Smashed Burger Tacos — What to Make for Dinner on a Busy Tuesday

Smashed Burger Tacos — What to Make for Dinner on a Busy Tuesday

|By The Slated Team|3 min readQuick Weeknight Dinners
Prep: 10 minCook: 15 minTotal: 25 minServings: 4 servings

Smashed burger tacos are exactly what they sound like — a smash burger cooked directly onto a flour tortilla, flipped once, and finished with cheese and all your usual burger toppings. It takes about 25 minutes, uses one pan, and every kid at the table will eat it without negotiation. That's the whole pitch.

Why This Recipe Works

  • 25 minutes, start to table. Ten minutes of prep, 15 minutes at the stove. This is a real Tuesday night dinner, not an optimistic estimate.
  • One skillet. Cast iron or a flat griddle — that's it. The burger sauce comes together in a bowl while the pan heats up.
  • The tortilla does something magic. Smashing the beef directly onto the tortilla means the bottom gets crispy and absorbs all the beef fat. It's better than a regular taco shell and better than a bun.
  • Kids eat it. It's a cheeseburger in taco form. There's nothing to argue about.
  • Fully customizable. Set out toppings and let everyone build their own. That alone eliminates half the dinnertime complaints.

Ingredients

  • 1.5 lbs 80/20 ground beef
  • 8 small flour tortillas (street taco size)
  • 1 teaspoon garlic powder
  • 1 teaspoon onion powder
  • 1 teaspoon smoked paprika
  • Salt and black pepper to taste
  • 8 slices American cheese
  • 1 cup shredded iceberg lettuce
  • 1 medium white onion, finely diced
  • 2 tablespoons butter
  • Burger sauce: 1/4 cup mayonnaise, 2 tablespoons ketchup, 1 tablespoon yellow mustard, 1 tablespoon pickle relish
  • Pickled jalapeños or dill pickle slices, for serving

Instructions

  1. Mix the burger sauce: stir together mayonnaise, ketchup, mustard, and relish in a small bowl. Refrigerate until ready to serve.
  2. Combine garlic powder, onion powder, smoked paprika, a generous pinch of salt, and several grinds of black pepper in a small bowl.
  3. Divide the ground beef into 8 equal balls, roughly 3 oz each. Do not season yet — seasoning before smashing pulls moisture and you'll lose the crust.
  4. Heat a large cast iron skillet or flat griddle over high heat for 2 minutes until very hot. Add butter and let it melt and foam.
  5. Place a tortilla flat in the pan. Set a beef ball in the center and immediately smash it flat with a sturdy spatula or burger press, spreading the beef to cover most of the tortilla. Season the top with the spice mixture.
  6. Cook 2-3 minutes until the edges of the beef are browned and crispy and the tortilla is golden on the bottom. Flip the whole thing — beef side down — and lay a slice of American cheese on top.
  7. Cook 1 minute more until the cheese melts and the beef is cooked through. Transfer to a plate and repeat with remaining tortillas and beef.
  8. Top each taco with shredded lettuce, diced onion, burger sauce, and pickles. Serve immediately.
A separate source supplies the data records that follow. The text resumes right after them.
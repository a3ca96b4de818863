//! Periodic trigger loop.
//!
//! Production deployments fire the engine from a scheduler; this
//! runner is the in-process equivalent, ticking [`ReminderEngine`] on
//! a fixed period until the handle is aborted.

use std::sync::Arc;
use std::time::Duration;

use tracing::{debug, error, info};

use crate::engine::ReminderEngine;

/// Drives [`ReminderEngine::run_tick`] on a fixed period.
pub struct EngineRunner {
    engine: Arc<ReminderEngine>,
    period: Duration,
}

impl EngineRunner {
    /// A runner ticking at the engine's configured trigger period.
    #[must_use]
    pub fn new(engine: Arc<ReminderEngine>) -> Self {
        let minutes = u64::from(engine.config().engine.trigger_period_minutes.max(1));
        Self {
            engine,
            period: Duration::from_secs(minutes * 60),
        }
    }

    /// Override the tick period. Mostly for tests.
    #[must_use]
    pub fn with_period(mut self, period: Duration) -> Self {
        self.period = period;
        self
    }

    /// Start the background loop.
    ///
    /// The first tick fires immediately, so a freshly started daemon
    /// catches up without waiting a full period. Tick failures are
    /// logged and the loop keeps going; the next period retries.
    pub fn run(self) -> tokio::task::JoinHandle<()> {
        tokio::spawn(async move {
            info!(period_secs = self.period.as_secs(), "reminder runner started");
            let mut interval = tokio::time::interval(self.period);

            loop {
                interval.tick().await;
                match self.engine.run_tick(chrono::Utc::now()).await {
                    Ok(summary) => {
                        debug!(
                            dispatched = summary.dispatched,
                            retried = summary.retried,
                            "tick finished"
                        );
                    }
                    Err(e) => {
                        error!(error = %e, "tick failed; retrying on next period");
                    }
                }
            }
        })
    }
}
A few things worth knowing before you start: the pan needs to be genuinely hot or you won't get the crust. And work in batches — crowding the pan drops the temperature fast. Two at a time is the move for most home skillets.

Tips and Substitutions

  • Swap the protein. Ground turkey works here — go with 85/15 so it doesn't dry out. Ground lamb is excellent if your family is into it. Season the same way either direction.
  • Make it dairy-free. Skip the butter (use a neutral oil instead) and pull the cheese. The tacos still hold up — the burger sauce and toppings carry the flavor.
  • Different toppings. Sliced tomato, sautéed mushrooms, crispy bacon, caramelized onions — all fair game. Treat it like a burger bar and put out whatever you have. This is a good fridge-cleanout dinner.
  • Corn tortillas. They work, but they're more fragile when you flip. Press firmly and flip confidently. The flavor is great; just know they can tear if you're not quick about it.
  • Make-ahead note. The burger sauce keeps in the fridge for up to five days — make a double batch and use it on sandwiches the rest of the week. The tacos themselves don't reheat well (the tortilla softens), so cook to order if you can.